Literature DB >> 20129018

Familial IgA nephropathy in southeastern Kentucky.

K A Lavigne1, S Y Woodford, C V Barker, B A Julian, J Novak, Z Moldoveanu, A G Gharavi, R J Wyatt.   

Abstract

BACKGROUND: Two decades ago, pedigrees of patients with IgA nephropathy (IgAN) from Pike County, KY, USA, provided evidence for a role of genetic factors in the pathogenesis of this disorder. Subsequently additional pedigrees were described for several communities from northern Italy. Recently, we found another cluster of patients in the Clay County, KY area, about 100 miles southwest of Pike County. AIM: The purpose of this study was to evaluate and expand the pedigrees of patients with IgAN from Clay County, KY to provide additional insight into the mechanisms of inheritance of IgAN and assess the possible influence of a founder effect on the prevalence of IgAN in the region.
METHOD: Since 1980, most patients with IgAN and their relatives in eastern KY have provided personal genealogic data.

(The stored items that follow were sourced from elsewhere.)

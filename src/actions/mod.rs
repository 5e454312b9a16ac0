//! File actions module.
//!
//! This module provides functionality for:
//! - Turning the operator's keep choices into a deletion list
//! - Backing up and removing the files on that list
//!
//! # Retention
//!
//! ```
//! use dupepurge::actions::{candidates, resolve, KeepSelection};
//!
//! let sets = Vec::new();
//! let keep = KeepSelection::parse("1,3", candidates(&sets).len());
//! assert!(resolve(&sets, &keep).is_empty());
//! ```
//!
//! # Purge
//!
//! ```no_run
//! use dupepurge::actions::{purge, PurgeConfig};
//! use std::path::PathBuf;
//!
//! let report = purge(&[PathBuf::from("/data/dup.txt")], PurgeConfig::default());
//! println!("{}", report.summary());
//! ```

pub mod purge;
pub mod retain;

pub use purge::{
    purge, BackupLocation, FailureStage, FileFailure, FileOutcome, FileState, PurgeConfig,
    PurgeError, PurgeReport, Purger, DEFAULT_BACKUP_PREFIX,
};
pub use retain::{candidates, resolve, resolve_paths, KeepSelection};
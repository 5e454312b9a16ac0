//! dupepurge - duplicate file finder with backup-before-delete cleanup
//!
//! Files under a directory are grouped by size, then by content digest. The
//! first file of each duplicate set is always kept; the operator picks which
//! other copies to keep, and everything else is copied into a fresh backup
//! directory before the original is removed.

pub mod actions;
pub mod app;
pub mod cli;
pub mod config;
pub mod duplicates;
pub mod error;
pub mod logging;
pub mod progress;
pub mod scanner;
pub mod signal;

use std::io::IsTerminal;
use std::sync::Arc;

use anyhow::Context;

use crate::app::Prompter;
use crate::cli::{Cli, Commands};
use crate::config::Config;
use crate::error::ExitCode;
use crate::progress::{ConsoleReporter, Reporter};

/// Run the application for already-parsed arguments.
///
/// # Errors
///
/// Returns an error for invalid input, a hashing failure, or a broken
/// terminal. Use [`ExitCode::for_error`] to map it to an exit code.
pub fn run_app(cli: Cli) -> anyhow::Result<ExitCode> {
    logging::init_logging(cli.verbose, cli.quiet);

    if cli.no_color || !std::io::stdout().is_terminal() {
        yansi::disable();
    }

    let config = Config::load();
    let reporter: Arc<dyn Reporter> = Arc::new(ConsoleReporter::new(cli.quiet));
    let mut prompter = Prompter::stdio();

    match cli.command {
        Commands::Scan(ref args) => app::run_scan(args, &config, &mut prompter, reporter),
        Commands::Clean(ref args) => app::run_clean(args, &config, &mut prompter, reporter, || {
            signal::install_handler()
                .map(Some)
                .context("installing Ctrl+C handler")
        }),
    }
}
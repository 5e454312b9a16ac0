//! Directory walker implementation using walkdir.
//!
//! # Overview
//!
//! This module provides the [`Walker`] struct for traversing a directory
//! tree and yielding one [`FileRecord`] per regular file.
//!
//! # Features
//!
//! - Lazy, single pass: nothing is read until the iterator is polled
//! - Deterministic order: entries are sorted by file name within each directory
//! - Symbolic links are never followed and never reported as files
//! - Devices, sockets, and FIFOs are skipped
//! - Backup directories left by earlier runs can be excluded
//! - Root validation happens once, in [`Walker::new`]
//!
//! # Example
//!
//! ```no_run
//! use dupepurge::scanner::Walker;
//! use std::path::Path;
//!
//! let walker = Walker::new(Path::new("/home/user/Downloads")).unwrap();
//! for entry in walker.walk() {
//!     match entry {
//!         Ok(file) => println!("{}: {} bytes", file.path.display(), file.size),
//!         Err(e) => eprintln!("Warning: {}", e),
//!     }
//! }
//! ```

use std::path::{Path, PathBuf};

use walkdir::WalkDir;

use super::{validate_root, BackupExclusion, FileRecord, ScanError};

/// Directory walker for file discovery.
#[derive(Debug, Clone)]
pub struct Walker {
    /// Absolute root path to walk
    root: PathBuf,
    /// Backup directories that are never entered
    backups: Option<BackupExclusion>,
}

impl Walker {
    /// Create a new walker for the given root.
    ///
    /// # Errors
    ///
    /// Returns [`ScanError::NotFound`] or [`ScanError::NotADirectory`] if the
    /// root is unusable. No entry is read in that case.
    pub fn new(root: &Path) -> Result<Self, ScanError> {
        Ok(Self {
            root: validate_root(root)?,
            backups: None,
        })
    }

    /// Skip directories matched by `backups`, and everything below them.
    #[must_use]
    pub fn with_backup_exclusion(mut self, backups: Option<BackupExclusion>) -> Self {
        self.backups = backups;
        self
    }

    /// The validated, absolute root.
    #[must_use]
    pub fn root(&self) -> &Path {
        &self.root
    }

    /// Walk the directory tree, yielding file records.
    ///
    /// Entry-level failures (an unreadable subdirectory, a file removed
    /// between listing and stat) are yielded as [`ScanError`] values rather
    /// than stopping iteration.
    ///
    /// # Example
    ///
    /// ```no_run
    /// use dupepurge::scanner::Walker;
    /// use std::path::Path;
    ///
    /// let walker = Walker::new(Path::new(".")).unwrap();
    /// let files: Vec<_> = walker.walk().filter_map(Result::ok).collect();
    /// println!("Found {} files", files.len());
    /// ```
    pub fn walk(&self) -> impl Iterator<Item = Result<FileRecord, ScanError>> + '_ {
        WalkDir::new(&self.root)
            .follow_links(false)
            .min_depth(1)
            .sort_by_file_name()
            .into_iter()
            .filter_entry(move |entry| !self.should_skip_dir(entry))
            .filter_map(move |entry_result| match entry_result {
                Ok(entry) => {
                    let file_type = entry.file_type();

                    if file_type.is_dir() {
                        return None;
                    }

                    if !file_type.is_file() {
                        log::trace!("Skipping non-regular entry: {}", entry.path().display());
                        return None;
                    }

                    match entry.metadata() {
                        Ok(metadata) => {
                            log::trace!("{} ({} bytes)", entry.path().display(), metadata.len());
                            Some(Ok(FileRecord::new(entry.into_path(), metadata.len())))
                        }
                        Err(e) => Some(Err(self.entry_error(e))),
                    }
                }
                Err(e) => Some(Err(self.entry_error(e))),
            })
    }

    /// Check if a directory is an earlier run's backup. The root itself is
    /// never skipped.
    fn should_skip_dir(&self, entry: &walkdir::DirEntry) -> bool {
        let skip = entry.depth() > 0
            && entry.file_type().is_dir()
            && self
                .backups
                .as_ref()
                .is_some_and(|backups| backups.matches(entry.path()));
        if skip {
            log::info!("Skipping backup directory {}", entry.path().display());
        }
        skip
    }

    /// Convert a walkdir error into a [`ScanError`] for the offending path.
    fn entry_error(&self, error: walkdir::Error) -> ScanError {
        let path = error
            .path()
            .map_or_else(|| self.root.clone(), Path::to_path_buf);
        log::warn!("Cannot read {}: {}", path.display(), error);

        let source = error
            .into_io_error()
            .unwrap_or_else(|| std::io::Error::other("filesystem loop detected"));
        ScanError::Io { path, source }
    }
}
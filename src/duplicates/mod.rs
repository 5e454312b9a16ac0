//! Duplicate detection module.
//!
//! This module provides functionality for:
//! - Size-based file grouping (Phase 1)
//! - Content digest grouping (Phase 2)
//! - Duplicate set management

pub mod finder;
pub mod groups;

pub use finder::{classify, ClassifyStats, Classifier, DuplicateFinder, FinderError, ScanSummary};
pub use groups::{
    group_by_size, DuplicateSet, GroupingStats, HashGroups, OrderedGroups, SizeGroups,
};
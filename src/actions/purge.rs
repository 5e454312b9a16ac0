//! Backup-then-delete execution.
//!
//! # Overview
//!
//! Every file on the deletion list is copied into a per-run backup
//! directory before its original is removed:
//!
//! 1. The backup directory `<backup_root>/<prefix>_<token>` is created the
//!    first time a file needs it. An empty deletion list creates nothing.
//! 2. The file is copied to `<backup_dir>/<file name>`.
//! 3. Only after the copy succeeds is the original removed.
//!
//! A failure on one file is recorded in the [`PurgeReport`] and the
//! remaining files are still processed. A file whose copy failed is never
//! removed.
//!
//! # Limitations
//!
//! The backup directory is flat. Two deleted files with the same base name
//! land on the same backup path and the later copy overwrites the earlier
//! one. Both were duplicates, so their canonical copies are still in place.
//!
//! # Example
//!
//! ```no_run
//! use dupepurge::actions::{PurgeConfig, Purger};
//! use std::path::PathBuf;
//!
//! let config = PurgeConfig::new("/var/backups");
//! let report = Purger::new(config).execute(&[PathBuf::from("/data/copy.txt")]);
//! println!("{}", report.summary());
//! ```

use std::fmt;
use std::fs;
use std::io;
use std::path::{Path, PathBuf};
use std::sync::atomic::{AtomicBool, Ordering};
use std::sync::Arc;

use bytesize::ByteSize;
use serde::Serialize;
use thiserror::Error;

use crate::progress::{Event, EventKind, NullReporter, Phase, Reporter};

/// Default backup directory name prefix.
pub const DEFAULT_BACKUP_PREFIX: &str = "dedupe_backup";

/// How many fresh tokens to try when a backup directory name is taken.
const MAX_NAME_ATTEMPTS: usize = 16;

/// Error type for backup and removal of a single file.
#[derive(Debug, Error)]
pub enum PurgeError {
    /// The backup directory could not be created.
    #[error("cannot create backup directory {path}: {source}")]
    BackupLocation {
        path: PathBuf,
        #[source]
        source: io::Error,
    },

    /// Every generated backup directory name already existed.
    #[error("no free backup directory name under {0}")]
    NameExhausted(PathBuf),

    /// The path has no final component to name the backup copy with.
    #[error("cannot derive a backup name for {0}")]
    NoFileName(PathBuf),

    /// Copying the file into the backup directory failed.
    #[error("backup of {path} to {backup} failed: {source}")]
    Backup {
        path: PathBuf,
        backup: PathBuf,
        #[source]
        source: io::Error,
    },

    /// Removing the original failed after it was backed up.
    #[error("delete of {path} failed: {source}")]
    Delete {
        path: PathBuf,
        #[source]
        source: io::Error,
    },
}

impl PurgeError {
    /// The stage of the per-file sequence this error belongs to.
    #[must_use]
    pub fn stage(&self) -> FailureStage {
        match self {
            Self::Delete { .. } => FailureStage::Delete,
            _ => FailureStage::Backup,
        }
    }
}

/// Configuration for a purge run.
#[derive(Debug, Clone)]
pub struct PurgeConfig {
    /// Directory the backup directory is created in
    pub backup_root: PathBuf,
    /// Backup directory name prefix
    pub prefix: String,
    /// Set to request a stop between files
    shutdown_flag: Option<Arc<AtomicBool>>,
}

impl Default for PurgeConfig {
    fn default() -> Self {
        Self {
            backup_root: std::env::current_dir().unwrap_or_else(|_| PathBuf::from(".")),
            prefix: DEFAULT_BACKUP_PREFIX.to_string(),
            shutdown_flag: None,
        }
    }
}

impl PurgeConfig {
    /// Create a config that backs up under `backup_root`.
    #[must_use]
    pub fn new(backup_root: impl Into<PathBuf>) -> Self {
        Self {
            backup_root: backup_root.into(),
            ..Self::default()
        }
    }

    /// Set the backup directory name prefix.
    #[must_use]
    pub fn with_prefix(mut self, prefix: impl Into<String>) -> Self {
        self.prefix = prefix.into();
        self
    }

    /// Set a shutdown flag that is checked between files.
    #[must_use]
    pub fn with_shutdown_flag(mut self, flag: Arc<AtomicBool>) -> Self {
        self.shutdown_flag = Some(flag);
        self
    }

    fn is_shutdown_requested(&self) -> bool {
        self.shutdown_flag
            .as_ref()
            .is_some_and(|flag| flag.load(Ordering::SeqCst))
    }
}

/// The per-run backup directory.
#[derive(Debug, Clone)]
pub struct BackupLocation {
    path: PathBuf,
}

impl BackupLocation {
    /// Create a new, uniquely named backup directory under `root`.
    ///
    /// The name is `<prefix>_<token>` with a random token. An existing
    /// directory is never reused: on a name clash a fresh token is tried.
    ///
    /// # Errors
    ///
    /// Returns [`PurgeError::BackupLocation`] if the directory cannot be
    /// created and [`PurgeError::NameExhausted`] if every attempt clashed.
    pub fn create(root: &Path, prefix: &str) -> Result<Self, PurgeError> {
        Self::create_with(root, prefix, || uuid::Uuid::new_v4().simple().to_string())
    }

    fn create_with(
        root: &Path,
        prefix: &str,
        mut token: impl FnMut() -> String,
    ) -> Result<Self, PurgeError> {
        for _ in 0..MAX_NAME_ATTEMPTS {
            let path = root.join(format!("{}_{}", prefix, token()));
            match fs::create_dir(&path) {
                Ok(()) => {
                    log::info!("Created backup directory {}", path.display());
                    return Ok(Self { path });
                }
                Err(e) if e.kind() == io::ErrorKind::AlreadyExists => {
                    log::debug!("Backup directory {} exists, retrying", path.display());
                }
                Err(source) => return Err(PurgeError::BackupLocation { path, source }),
            }
        }
        Err(PurgeError::NameExhausted(root.to_path_buf()))
    }

    /// Path of the backup directory.
    #[must_use]
    pub fn path(&self) -> &Path {
        &self.path
    }

    /// Where the backup copy of `original` goes.
    ///
    /// # Errors
    ///
    /// Returns [`PurgeError::NoFileName`] if `original` has no base name.
    pub fn target_for(&self, original: &Path) -> Result<PathBuf, PurgeError> {
        original
            .file_name()
            .map(|name| self.path.join(name))
            .ok_or_else(|| PurgeError::NoFileName(original.to_path_buf()))
    }
}

/// Where a file on the deletion list ended up.
#[derive(Debug, Clone, Copy, PartialEq, Eq, Serialize)]
#[serde(rename_all = "snake_case")]
pub enum FileState {
    /// Not processed, because the run was aborted.
    Pending,
    /// Copied to the backup directory; the original still exists.
    BackedUp,
    /// Copied and removed.
    Deleted,
    /// The backup failed; the original is untouched.
    Failed,
}

/// Which step of the backup-then-delete sequence failed.
#[derive(Debug, Clone, Copy, PartialEq, Eq, Serialize)]
#[serde(rename_all = "snake_case")]
pub enum FailureStage {
    /// Creating the backup directory or copying into it
    Backup,
    /// Removing the original after the copy
    Delete,
}

impl fmt::Display for FailureStage {
    fn fmt(&self, f: &mut fmt::Formatter<'_>) -> fmt::Result {
        match self {
            Self::Backup => write!(f, "backup"),
            Self::Delete => write!(f, "delete"),
        }
    }
}

/// Recorded failure for one file.
#[derive(Debug, Clone, PartialEq, Eq, Serialize)]
pub struct FileFailure {
    /// Step that failed
    pub stage: FailureStage,
    /// Error message
    pub message: String,
}

/// Outcome for one file on the deletion list.
#[derive(Debug, Clone, Serialize)]
pub struct FileOutcome {
    /// The original path
    pub path: PathBuf,
    /// Final state
    pub state: FileState,
    /// Backup copy, if one was written
    pub backup: Option<PathBuf>,
    /// Size of the file in bytes, if it was copied
    pub size: u64,
    /// What went wrong, if anything
    pub failure: Option<FileFailure>,
}

impl FileOutcome {
    fn pending(path: &Path) -> Self {
        Self {
            path: path.to_path_buf(),
            state: FileState::Pending,
            backup: None,
            size: 0,
            failure: None,
        }
    }

    fn fail(mut self, state: FileState, error: &PurgeError) -> Self {
        self.state = state;
        self.failure = Some(FileFailure {
            stage: error.stage(),
            message: error.to_string(),
        });
        self
    }

    /// Whether this file went through cleanly.
    #[must_use]
    pub fn succeeded(&self) -> bool {
        self.state == FileState::Deleted && self.failure.is_none()
    }
}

These data were used to construct pedigrees that included the patients born in Clay County. Nine of 11 patients with IgAN born in Clay County, KY, USA were members of 1 or more of 5 pedigrees, each with 3 - 11 patients with IgAN.
CONCLUSION: Our findings suggest the possibility of a low-penetrance ancestral mutation in the IgAN kindreds from Clay County.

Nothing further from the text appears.